**Problem details**
Set down only what runs from the line containing "let payload = verification_payload(quality, pii_detected);" through the last line of the data, exactly as it reads.
---------- Data to process ----------
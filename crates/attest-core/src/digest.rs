//! Content hashing: dataset identity and the verification seal.
//!
//! Dataset hash input layout (all integers little-endian u64):
//!   1. column count
//!   2. each column name, length-prefixed UTF-8, in column order
//!   3. row count
//!   4. each cell in row-major order: one tag byte, then the payload
//!
//! Cell payloads: Null none; Bool one byte; Int i64; Float canonical f64
//! bits (one NaN pattern, -0.0 folded into 0.0); Text length-prefixed UTF-8.
//! Nothing about the source file (path, mtime, encoding) is hashed.

use sha2::{Digest as _, Sha256};

use attest_contracts::{
    check::QualityReport,
    identity::Digest,
    table::{CellValue, Table},
};

const TAG_NULL: u8 = 0;
const TAG_BOOL: u8 = 1;
const TAG_INT: u8 = 2;
const TAG_FLOAT: u8 = 3;
const TAG_TEXT: u8 = 4;

fn update_len(hasher: &mut Sha256, len: usize) {
    hasher.update((len as u64).to_le_bytes());
}

fn update_str(hasher: &mut Sha256, s: &str) {
    update_len(hasher, s.len());
    hasher.update(s.as_bytes());
}

fn canonical_float_bits(v: f64) -> u64 {
    if v.is_nan() {
        f64::NAN.to_bits()
    } else if v == 0.0 {
        0.0f64.to_bits()
    } else {
        v.to_bits()
    }
}

fn update_cell(hasher: &mut Sha256, cell: &CellValue) {
    match cell {
        CellValue::Null => hasher.update([TAG_NULL]),
        CellValue::Bool(b) => {
            hasher.update([TAG_BOOL]);
            hasher.update([u8::from(*b)]);
        }
        CellValue::Int(v) => {
            hasher.update([TAG_INT]);
            hasher.update(v.to_le_bytes());
        }
        CellValue::Float(v) => {
            hasher.update([TAG_FLOAT]);
            hasher.update(canonical_float_bits(*v).to_le_bytes());
        }
        CellValue::Text(s) => {
            hasher.update([TAG_TEXT]);
            update_str(hasher, s);
        }
    }
}

/// Compute the dataset identity of `table`.
///
/// Identical content in identical row and column order always produces the
/// same digest, in any process.
pub fn dataset_hash(table: &Table) -> Digest {
    let mut hasher = Sha256::new();

    update_len(&mut hasher, table.column_count());
    for name in table.column_names() {
        update_str(&mut hasher, name);
    }

    update_len(&mut hasher, table.row_count());
    let columns = table.columns();
    for row in 0..table.row_count() {
        for column in columns {
            update_cell(&mut hasher, &column.cells[row]);
        }
    }

    Digest::from_bytes(hasher.finalize().into())
}

/// The exact bytes sealed by the verification hash.
///
/// The layout (key order, `": "` and `", "` separators) is fixed so digests
/// agree with reports produced by earlier tooling.
pub fn verification_payload(quality: &QualityReport, pii_detected: bool) -> String {
    format!(
        "{{\"quality\": {{\"missingValues\": {}, \"incorrectTypes\": {}}}, \"pii\": {}}}",
        quality.missing_values, quality.incorrect_types, pii_detected
    )
}

/// Seal the quality and PII fields of a report.
///
/// Relevance, authenticity, and bias are deliberately not covered.
pub fn verification_hash(quality: &QualityReport, pii_detected: bool) -> Digest {
    let payload = verification_payload(quality, pii_detected);
    Digest::from_bytes(Sha256::digest(payload.as_bytes()).into())
}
----------
**Reply**
    let payload = verification_payload(quality, pii_detected);
    Digest::from_bytes(Sha256::digest(payload.as_bytes()).into())
}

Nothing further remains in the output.